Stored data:

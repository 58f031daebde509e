#![no_main]

use libfuzzer_sys::fuzz_target;
use sett_core::{Blake2bHasher, PathProof};

fuzz_target!(|data: &[u8]| {
    let Ok(proof) = PathProof::deserialise(data) else {
        return;
    };

    // decoded proofs re-encode canonically
    let bytes = proof.serialise();
    let again = PathProof::deserialise(&bytes).expect("re-encoded proof must decode");
    assert_eq!(proof, again);

    // verification of adversarial witnesses yields a hash or a structural
    // error, never a panic
    let _ = proof.verify::<Blake2bHasher>(true);
    let _ = proof.verify::<Blake2bHasher>(false);
});
//! Core operations and types of the sett authenticated set.
//!
//! This crate defines a radix-16 Merkle Patricia tree over opaque byte-string
//! values, together with a compact witness mechanism for proving that a value
//! is a member of the set committed to by a root hash.
//!
//! ## Schema
//!
//! Every value is keyed by the 64-nibble rendering of its 256-bit digest, so
//! the structure behaves as an authenticated *set*: inserting the same values
//! in any order yields the same root hash.
//!
//! There are three kinds of nodes:
//!   1. [`Empty`](trie::Tree::Empty), whose hash is the all-zero
//!      [`EMPTY_ROOT`](trie::EMPTY_ROOT).
//!   2. Leaves, which carry a value and the suffix of its key not consumed by
//!      ancestors. A leaf hashes to the digest of its value alone; the suffix
//!      is implied by the value and the ancestry.
//!   3. Branches, which carry a shared prefix and sixteen child slots, one
//!      per nibble, at least two of which are occupied. A branch hashes to
//!      the digest of its packed prefix followed by the hashes of its present
//!      children in ascending slot order.
//!
//! Trees are immutable once built. A [`PathProof`](proof::PathProof) records,
//! for each branch between the root and a value's leaf, the branch's prefix
//! length and the hashes of the siblings not on the path. The same witness
//! verifies in two modes: recomputing the root *with* the value (an inclusion
//! proof) or *without* it (a deletion witness).

#![cfg_attr(not(feature = "std"), no_std)]

extern crate alloc;

pub mod build;
pub mod hasher;
pub mod nibbles;
pub mod proof;
pub mod trie;

pub use build::build_trie;
pub use hasher::{Blake2bHasher, TrieHasher};
pub use nibbles::{KeyPath, Nibbles, KEY_NIBBLES};
pub use proof::{PathProof, ProofStep, VerifyError, WalkError, WireError, WireProof, WireStep};
pub use trie::{branch_hash, leaf_hash, Branch, Leaf, NodeHash, Tree, BRANCH_WIDTH, EMPTY_ROOT};
//! Canonical tree construction.
//!
//! A set of values folds into exactly one tree: keys are the digests of the
//! values, the working set is sorted by key, and each recursion level hoists
//! the common prefix of its keys and partitions on the nibble after it.
//! Neither the common prefix nor the bucket order depends on insertion
//! order, so the root hash is a function of the set alone.

use crate::hasher::TrieHasher;
use crate::nibbles::{Nibbles, KEY_NIBBLES};
use crate::trie::{Tree, BRANCH_WIDTH};

use alloc::boxed::Box;
use alloc::vec::Vec;

/// Build a tree from an iterable of values.
///
/// Each value is keyed by the 64 nibbles of its digest. Duplicate values
/// are deduplicated: equal keys imply equal values under the digest, so the
/// input is treated as a set.
pub fn build_trie<H: TrieHasher>(values: impl IntoIterator<Item = Vec<u8>>) -> Tree {
    let mut items: Vec<(Nibbles, Vec<u8>)> = values
        .into_iter()
        .map(|value| (Nibbles::unpack(&H::hash(&value)), value))
        .collect();
    items.sort_unstable_by(|a, b| a.0.cmp(&b.0));
    items.dedup_by(|a, b| a.0 == b.0);
    build_range::<H>(0, items)
}

impl Tree {
    /// Build a tree from a list of values. Equivalent to [`build_trie`].
    pub fn from_list<H: TrieHasher>(values: impl IntoIterator<Item = Vec<u8>>) -> Tree {
        build_trie::<H>(values)
    }
}

// Build the sub-tree for `items`, whose keys are sorted, distinct, and agree
// on their first `depth` nibbles.
fn build_range<H: TrieHasher>(depth: usize, mut items: Vec<(Nibbles, Vec<u8>)>) -> Tree {
    if items.is_empty() {
        return Tree::empty();
    }
    if items.len() == 1 {
        let (key, value) = items.pop().expect("length checked above");
        return Tree::leaf::<H>(key.slice(depth..KEY_NIBBLES), value);
    }

    // sorted keys: the common prefix of the run is the common prefix of its
    // first and last keys.
    let split = {
        let first = &items[0].0;
        let last = &items[items.len() - 1].0;
        first.common_prefix_len(last)
    };
    let prefix = items[0].0.slice(depth..split);

    // distinct keys diverge before nibble 64, so every key has a nibble at
    // `split` and at least two buckets end up occupied.
    let mut buckets: [Vec<(Nibbles, Vec<u8>)>; BRANCH_WIDTH] = Default::default();
    for (key, value) in items {
        buckets[key.at(split) as usize].push((key, value));
    }

    let mut children: [Option<Box<Tree>>; BRANCH_WIDTH] = Default::default();
    for (slot, bucket) in buckets.into_iter().enumerate() {
        if !bucket.is_empty() {
            children[slot] = Some(Box::new(build_range::<H>(split + 1, bucket)));
        }
    }
    Tree::branch::<H>(prefix, children)
}
//! Proving membership of a single value and verifying the resulting witness.

use crate::hasher::TrieHasher;
use crate::nibbles::{Nibbles, KEY_NIBBLES};
use crate::trie::{branch_hash, leaf_hash, NodeHash, Tree, BRANCH_WIDTH};

use alloc::vec::Vec;
use core::fmt;

/// One recorded branch level along a proven path, root-to-leaf.
///
/// The nibble the path descends on is not stored; a verifier recovers it
/// from the proven value's key.
#[derive(Debug, Clone, PartialEq, Eq)]
pub struct ProofStep {
    /// The length, in nibbles, of the branch's own prefix.
    pub skip: usize,
    /// Hashes of the branch's other children, keyed by slot. The slot the
    /// path descends into and absent slots are `None`.
    pub neighbors: [Option<NodeHash>; BRANCH_WIDTH],
}

impl ProofStep {
    /// The number of recorded neighbor hashes.
    pub fn neighbor_count(&self) -> usize {
        self.neighbors.iter().flatten().count()
    }
}

/// A witness that a value sits at its keyed path in a tree.
#[derive(Debug, Clone, PartialEq, Eq)]
pub struct PathProof {
    /// The proven value.
    pub value: Vec<u8>,
    /// One step per branch between the root and the value's leaf.
    pub steps: Vec<ProofStep>,
}

/// Errors when walking a path that is not present in the tree.
#[derive(Debug, Clone, PartialEq, Eq)]
pub enum WalkError {
    /// The tree is empty.
    EmptyTree,
    /// A node's prefix disagrees with the remaining path.
    PrefixMismatch {
        /// The path left to consume at the mismatching node.
        remaining: Nibbles,
    },
    /// The branch slot for the next path nibble holds no child.
    AbsentChild {
        /// The path left to consume at the branch.
        remaining: Nibbles,
    },
}

impl fmt::Display for WalkError {
    fn fmt(&self, f: &mut fmt::Formatter<'_>) -> fmt::Result {
        match self {
            WalkError::EmptyTree => write!(f, "no value in empty tree"),
            WalkError::PrefixMismatch { remaining } => {
                write!(f, "non-matching prefix at {remaining}")
            }
            WalkError::AbsentChild { remaining } => {
                write!(f, "no child at branch for {remaining}")
            }
        }
    }
}

/// Errors in path proof verification.
///
/// These are structural only. A tampered or mismatched witness is *not* an
/// error: verification still yields a hash, and the caller detects the
/// tampering by comparing it against a trusted root.
#[derive(Debug, Clone, Copy, PartialEq, Eq)]
pub enum VerifyError {
    /// A proof with no steps cannot be verified without its element: there
    /// is no neighbor to collapse to.
    AmbiguousEmptyProof,
    /// The steps' combined depth overruns the 64-nibble key.
    PathOverrun,
}

impl fmt::Display for VerifyError {
    fn fmt(&self, f: &mut fmt::Formatter<'_>) -> fmt::Result {
        match self {
            VerifyError::AmbiguousEmptyProof => {
                write!(f, "empty proof cannot be verified without its element")
            }
            VerifyError::PathOverrun => write!(f, "proof depth exceeds key length"),
        }
    }
}

impl Tree {
    /// Extract a witness that `value` is a member of the set committed to
    /// by this tree. Fails when it is not.
    pub fn prove<H: TrieHasher>(&self, value: &[u8]) -> Result<PathProof, WalkError> {
        let path = Nibbles::unpack(&H::hash(value));
        let steps = walk(self, path.as_slice())?;
        Ok(PathProof {
            value: value.to_vec(),
            steps,
        })
    }
}

// Record the branch levels along `path`, which must lead to a leaf.
fn walk(node: &Tree, path: &[u8]) -> Result<Vec<ProofStep>, WalkError> {
    match node {
        Tree::Empty => Err(WalkError::EmptyTree),
        Tree::Leaf(leaf) => {
            if path.starts_with(leaf.prefix().as_slice()) {
                Ok(Vec::new())
            } else {
                Err(WalkError::PrefixMismatch {
                    remaining: Nibbles::from_slice(path),
                })
            }
        }
        Tree::Branch(branch) => {
            let prefix = branch.prefix().as_slice();
            if !path.starts_with(prefix) {
                return Err(WalkError::PrefixMismatch {
                    remaining: Nibbles::from_slice(path),
                });
            }
            let rest = &path[prefix.len()..];
            let slot = rest[0];
            let child = branch.child(slot).ok_or_else(|| WalkError::AbsentChild {
                remaining: Nibbles::from_slice(rest),
            })?;

            let mut steps = walk(child, &rest[1..])?;
            let mut neighbors = [None; BRANCH_WIDTH];
            for (i, sibling) in branch.children() {
                if i != slot {
                    neighbors[i as usize] = Some(sibling.hash());
                }
            }
            steps.insert(
                0,
                ProofStep {
                    skip: prefix.len(),
                    neighbors,
                },
            );
            Ok(steps)
        }
    }
}

impl PathProof {
    /// Recompute a candidate root hash from this witness.
    ///
    /// With `with_element`, the result is the root of the tree containing
    /// the proven value. Without it, the result is the root of the same
    /// tree with the value removed: a branch left with a single surviving
    /// child collapses onto that child.
    ///
    /// The caller compares the returned hash against a trusted root.
    pub fn verify<H: TrieHasher>(&self, with_element: bool) -> Result<NodeHash, VerifyError> {
        let path = Nibbles::unpack(&H::hash(&self.value));
        let mut cursor: usize = self.steps.iter().map(|step| 1 + step.skip).sum();
        if cursor > KEY_NIBBLES {
            return Err(VerifyError::PathOverrun);
        }

        let mut acc = if with_element {
            Some(leaf_hash::<H>(&self.value))
        } else if self.steps.is_empty() {
            return Err(VerifyError::AmbiguousEmptyProof);
        } else {
            None
        };

        for step in self.steps.iter().rev() {
            cursor -= 1 + step.skip;
            let prefix = path.slice(cursor..cursor + step.skip);
            let slot = path.at(cursor + step.skip) as usize;

            if acc.is_none() && step.neighbor_count() == 1 {
                // the branch had exactly two children; removing the value
                // collapses it onto the surviving sibling.
                acc = step.neighbors.iter().flatten().next().copied();
                continue;
            }

            let mut hashes: Vec<NodeHash> = Vec::with_capacity(step.neighbor_count() + 1);
            for i in 0..BRANCH_WIDTH {
                if i == slot {
                    if let Some(acc) = acc {
                        hashes.push(acc);
                    }
                } else if let Some(neighbor) = step.neighbors[i] {
                    hashes.push(neighbor);
                }
            }
            acc = Some(branch_hash::<H>(&prefix, hashes));
        }

        // with the element the accumulator is seeded; without it, the first
        // step either collapses or hashes, and the steps list is non-empty.
        Ok(acc.expect("accumulator set by seed or first step"))
    }
}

WHAT IS BEING ASKED => The lines above from the one containing "on their first" through the one containing "The slot the" are to be set down exactly, and no others.

ANSWER FOR THIS EXERCISE =>
// on their first `depth` nibbles.
fn build_range<H: TrieHasher>(depth: usize, mut items: Vec<(Nibbles, Vec<u8>)>) -> Tree {
    if items.is_empty() {
        return Tree::empty();
    }
    if items.len() == 1 {
        let (key, value) = items.pop().expect("length checked above");
        return Tree::leaf::<H>(key.slice(depth..KEY_NIBBLES), value);
    }

    // sorted keys: the common prefix of the run is the common prefix of its
    // first and last keys.
    let split = {
        let first = &items[0].0;
        let last = &items[items.len() - 1].0;
        first.common_prefix_len(last)
    };
    let prefix = items[0].0.slice(depth..split);

    // distinct keys diverge before nibble 64, so every key has a nibble at
    // `split` and at least two buckets end up occupied.
    let mut buckets: [Vec<(Nibbles, Vec<u8>)>; BRANCH_WIDTH] = Default::default();
    for (key, value) in items {
        buckets[key.at(split) as usize].push((key, value));
    }

    let mut children: [Option<Box<Tree>>; BRANCH_WIDTH] = Default::default();
    for (slot, bucket) in buckets.into_iter().enumerate() {
        if !bucket.is_empty() {
            children[slot] = Some(Box::new(build_range::<H>(split + 1, bucket)));
        }
    }
    Tree::branch::<H>(prefix, children)
}
//! Proving membership of a single value and verifying the resulting witness.

use crate::hasher::TrieHasher;
use crate::nibbles::{Nibbles, KEY_NIBBLES};
use crate::trie::{branch_hash, leaf_hash, NodeHash, Tree, BRANCH_WIDTH};

use alloc::vec::Vec;
use core::fmt;

/// One recorded branch level along a proven path, root-to-leaf.
///
/// The nibble the path descends on is not stored; a verifier recovers it
/// from the proven value's key.
#[derive(Debug, Clone, PartialEq, Eq)]
pub struct ProofStep {
    /// The length, in nibbles, of the branch's own prefix.
    pub skip: usize,
    /// Hashes of the branch's other children, keyed by slot. The slot the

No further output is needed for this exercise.